Afghans detail detention in ‘Black Jail’ at US base

“The black jail was the most dangerous and fearful place,” said Hamidullah, a spare-parts dealer in Kandahar who said he was detained there in June. “They don’t let the I.C.R.C. officials or any other civilians see or communicate with the people they keep there. Because I did not know what time it was, I did not know when to pray.”

Yes, Obama said he was going to shut down ‘black sites’ run by the CIA, but this particular ‘black site’ is run by the US military by Special Operation forces. And there are no plans to close it. Supposedly, they can only be held for two weeks in these ‘black sites’ under a new policy, but it is not been confirmed that this regulation is actually being followed. How would we know? They are SECRET.

The NYT article (linked above) tells the story of three detainees. Two were captured under the Bush administration, one under the Obama administration. All three were released without charges after being held for up to five or six weeks in the ‘black site’ and for months or years afterwards in Bagram prison. All of them said the worst part of their detention was that their families did not know that they were even alive. One detainee’s family spent a fortune trying to find him. None of them were given any compensation for this months or years of detention.

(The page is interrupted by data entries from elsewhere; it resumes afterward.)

//! Frontend controller settings

use serde::{Deserialize, Serialize};

/// Static parameters of one daughterboard instance.
///
/// Every field has a default so a partial document deserializes.
#[derive(Debug, Clone, PartialEq, Serialize, Deserialize)]
#[serde(rename_all = "camelCase", default)]
pub struct FrontendConfig {
    /// Daughterboard slot name, used in `dboards/<slot>`
    pub radio_slot: String,
    /// Radio block whose `args/spp` receives the derived packet size
    pub block_id: String,
    pub num_rx_channels: usize,
    pub num_tx_channels: usize,
    /// Prepended to every peripheral manager method name
    pub rpc_prefix: String,
    pub master_clock_rate: f64,
    /// Receive MTU in bytes, used when the tree has no `mtu/recv` yet
    pub recv_mtu: usize,
}

impl Default for FrontendConfig {
    fn default() -> Self {
        FrontendConfig {
            radio_slot: "A".to_string(),
            block_id: "radio_0".to_string(),
            num_rx_channels: 1,
            num_tx_channels: 1,
            rpc_prefix: "db_0_".to_string(),
            master_clock_rate: 245.76e6,
            recv_mtu: 8000,
        }
    }
}

impl FrontendConfig {
    /// Full method name for `method` on this board's RPC namespace
    pub fn rpc_method(&self, method: &str) -> String {
        format!("{}{}", self.rpc_prefix, method)
    }
}

#[cfg(test)]
mod tests {
    use super::*;

    #[test]
    fn test_partial_document_uses_defaults() {
        let cfg: FrontendConfig =
            serde_json::from_str(r#"{"radioSlot": "B", "numRxChannels": 2}"#).unwrap();
        assert_eq!(cfg.radio_slot, "B");
        assert_eq!(cfg.num_rx_channels, 2);
        assert_eq!(cfg.num_tx_channels, 1);
        assert_eq!(cfg.rpc_method("get_sensors"), "db_0_get_sensors");
    }

    #[test]
    fn test_serializes_camel_case() {
        let json = serde_json::to_value(FrontendConfig::default()).unwrap();
        assert_eq!(json["masterClockRate"], 245.76e6);
        assert_eq!(json["recvMtu"], 8000);
    }
}
//! Client side of the peripheral manager RPC bridge
//!
//! The client never touches sockets. It marshals arguments to JSON, hands
//! them to an injected [`RpcTransport`] and decodes the result. Session token
//! handling is limited to prepending the token the client was built with.

use std::fmt;
use std::sync::Arc;

use serde::de::DeserializeOwned;
use serde::Serialize;
use serde_json::Value;
use thiserror::Error;

/// Failures of a remote call. The controller treats all of them alike.
#[derive(Error, Debug, Clone, PartialEq)]
pub enum RpcError {
    /// Connection lost, refused or timed out
    #[error("Transport error: {0}")]
    Transport(String),

    /// Response did not have the expected shape
    #[error("Malformed response: {0}")]
    Malformed(String),

    /// The remote side rejected the call
    #[error("Remote error: {0}")]
    Remote(String),
}

/// Blocking request/response channel to the peripheral manager
pub trait RpcTransport: Send + Sync {
    /// Issue `method` with positional `params`, blocking for the result
    fn call(&self, method: &str, params: Vec<Value>) -> Result<Value, RpcError>;
}

/// Typed RPC client holding a negotiated session token
#[derive(Clone)]
pub struct RpcClient {
    transport: Arc<dyn RpcTransport>,
    token: String,
}

impl fmt::Debug for RpcClient {
    fn fmt(&self, f: &mut fmt::Formatter<'_>) -> fmt::Result {
        f.debug_struct("RpcClient").finish_non_exhaustive()
    }
}

impl RpcClient {
    pub fn new(transport: Arc<dyn RpcTransport>, token: impl Into<String>) -> Self {
        RpcClient {
            transport,
            token: token.into(),
        }
    }

    pub fn token(&self) -> &str {
        &self.token
    }

    /// Call `method` without a token.
    ///
    /// `args` is anything serializing to a JSON array (usually a tuple);
    /// `()` sends no arguments and a scalar is sent as one argument.
    pub fn request<T, A>(&self, method: &str, args: A) -> Result<T, RpcError>
    where
        T: DeserializeOwned,
        A: Serialize,
    {
        let params = to_params(args)?;
        self.invoke(method, params)
    }

    /// Call `method` with the session token as the first argument
    pub fn request_with_token<T, A>(&self, method: &str, args: A) -> Result<T, RpcError>
    where
        T: DeserializeOwned,
        A: Serialize,
    {
        let mut params = Vec::with_capacity(4);
        params.push(Value::String(self.token.clone()));
        params.extend(to_params(args)?);
        self.invoke(method, params)
    }

    fn invoke<T: DeserializeOwned>(&self, method: &str, params: Vec<Value>) -> Result<T, RpcError> {
        log::trace!("RPC {} with {} params", method, params.len());
        let result = self.transport.call(method, params)?;
        serde_json::from_value(result)
            .map_err(|e| RpcError::Malformed(format!("{}: {}", method, e)))
    }
}

fn to_params<A: Serialize>(args: A) -> Result<Vec<Value>, RpcError> {
    match serde_json::to_value(args) {
        Ok(Value::Array(items)) => Ok(items),
        Ok(Value::Null) => Ok(Vec::new()),
        Ok(other) => Ok(vec![other]),
        Err(e) => Err(RpcError::Malformed(format!("cannot encode arguments: {}", e))),
    }
}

Jonathan Horowitz, a human rights researcher with the Open Society Institute made this comment:

“Holding people in what appears to be incommunicado detention runs against the grain of the administration’s commitment to greater transparency, accountability, and respect for the dignity of Afghans,”

The ‘black site’ is separate from the larger Bagram prison, which now holds 700 detainees (watch that number grow in the upcoming months and years!). The Bagram prison has a reputation among Afghans as a symbol of US abuse. They are building a new prison at Bagram to house the detainees, which is costing the US taxpayers $60 million. We’re not going to leave that country any time soon. Not all the prisoners are Afghans either – some were brought there from other countries.

The secret sites and the mistaken detention of non-Taliban for months and years will continue…… which, I predict, will increase the number of Taliban. That’s human nature.

Digging a little deeper, I found this comment about secret prisons in an article talking about kidnapping (rendition):


Obama preserves renditions as counter-terrorism tool

One provision in one of Obama's orders appears to preserve the CIA's ability to detain and interrogate terrorism suspects as long as they are not held long-term. The little-noticed provision states that the instructions to close the CIA's secret prison sites "do not refer to facilities used only to hold people on a short-term, transitory basis."

How very hideous of them. The secret prisons will continue, as long as they are not ‘long-term’ and no one will know where these kidnapped people are held. If they die there, I am assuming the body will just be dumped somewhere.

This past August, human rights groups ask the UN to investigate the case of a disappeared Spanish citizen. The ACLU filed the request. They had gone to the UN because the US would not answer any of their requests for information. He was forcibly disappeared four years ago, and has not been heard from since. He is either dead or in a secret prison to this day.

Human Rights Groups Ask U.N. To Investigate Case Of Disappeared Spanish Citizen

In June 2009, responding to a request from a Spanish judge for information on Nassar's whereabouts, the FBI stated it was not holding him in the United States but failed to address whether Nassar was being held in U.S. custody elsewhere. Asserting that the information is classified, the U.S. government has also refused to answer direct requests for information about Nassar's whereabouts made by his wife, Spanish citizen Helena Moreno Cruz.

So, what happened to this man? Is he still in a secret site, even though the secret sites are supposed to be short-term under the Obama administration? Or is he dead, with his body disappeared? I suspect this prisoner is a violent criminal, but if our country is to stand for the rule of law, then it has to apply to everyone, even criminals. Injustice to one is injustice to all.

Yesterday I covered RENDITION CONTINUES, and tomorrow I will cover TORTURE CONTINUES.